How should we understand the fear and fascination elicited by accounts of communicable disease outbreaks that proliferated, following the emergence of HIV, in scientific publications and the mainstream media? The repetition of particular characters, images, and story lines - of Patients Zero and superspreaders, hot zones and tenacious microbes - produced a formulaic narrative as they circulated through the media and were amplified in popular fiction and film. The 'outbreak narrative' begins with the identification of an emerging infection, follows it through the global networks of contact and contagion, and ends with the epidemiological work that contains it. Priscilla Wald argues that we need to understand the appeal and persistence of the outbreak narrative because the stories we tell about disease emergence have consequences. As they disseminate information, they affect survival rates and contagion routes. They upset economies. They promote or mitigate the stigmatizing of individuals, groups, locales, behaviors, and lifestyles. Wald traces how changing ideas about disease emergence and social interaction coalesced in the outbreak narrative. She returns to the early years of microbiology - to the identification of microbes and 'Typhoid Mary', the first known healthy human carrier of typhoid in the United States - to highlight the intertwined production of sociological theories of group formation ('social contagion') and medical theories of bacteriological infection at the turn of the twentieth century. Following the evolution of these ideas, Wald shows how they were affected by - or reflected in - the advent of virology, Cold War ideas about 'alien' infiltration, science-fiction stories of brainwashing and body snatchers, and the HIV/AIDS pandemic. "Contagious" is a cautionary tale about how the stories we tell circumscribe our thinking about global health and human interactions as the world imagines - or refuses to imagine - the next Great Plague.
發表於2024-11-14
Contagious 2024 pdf epub mobi 電子書 下載
圖書標籤: 傳播學 社會 人類學 話語 解殖 英文 社會學 新自由主義
"Suffering and death should not be accepted as inevitable in one place and unthinkable in another." 流行病的汙名化,歸根結底還是一個全球不平等問題啊。

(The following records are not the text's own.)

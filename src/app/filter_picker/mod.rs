// SPDX-License-Identifier: GPL-3.0-only

//! Filter picker module
//!
//! Grid of the decorative overlays found in the filter folder, shown in the
//! context drawer. Picking one makes it the pending overlay.

mod view;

評分"Suffering and death should not be accepted as inevitable in one place and unthinkable in another." 流行病的汙名化,歸根結底還是一個全球不平等問題啊。
評分研究Outbreak narrative的必讀作品。
評分The outbreak narrative study stresses how the social discourses form the authority of science and deflect the attention towards the structure problems throughout contagions. 作者整理“爆發敘事”的文本錶述並還原其協同形成流行病學話語的經過,析齣“零號病人”汙名背後的內涵。它不過是基於種族、地域、gender、政治而設的他者恐懼。“傷寒瑪麗”的故事生動地反映社會變遷之際對邊界外的恐懼如何詮釋“傳染”如何規訓群體內部。作者呼籲,這類話語讓人看不到傳染病背後的全球不平等、北對南的壓迫及社會中的結構性問題,傳達齣強烈的社會關懷。
評分The outbreak narrative study stresses how the social discourses form the authority of science and deflect the attention towards the structure problems throughout contagions. 作者整理“爆發敘事”的文本錶述並還原其協同形成流行病學話語的經過,析齣“零號病人”汙名背後的內涵。它不過是基於種族、地域、gender、政治而設的他者恐懼。“傷寒瑪麗”的故事生動地反映社會變遷之際對邊界外的恐懼如何詮釋“傳染”如何規訓群體內部。作者呼籲,這類話語讓人看不到傳染病背後的全球不平等、北對南的壓迫及社會中的結構性問題,傳達齣強烈的社會關懷。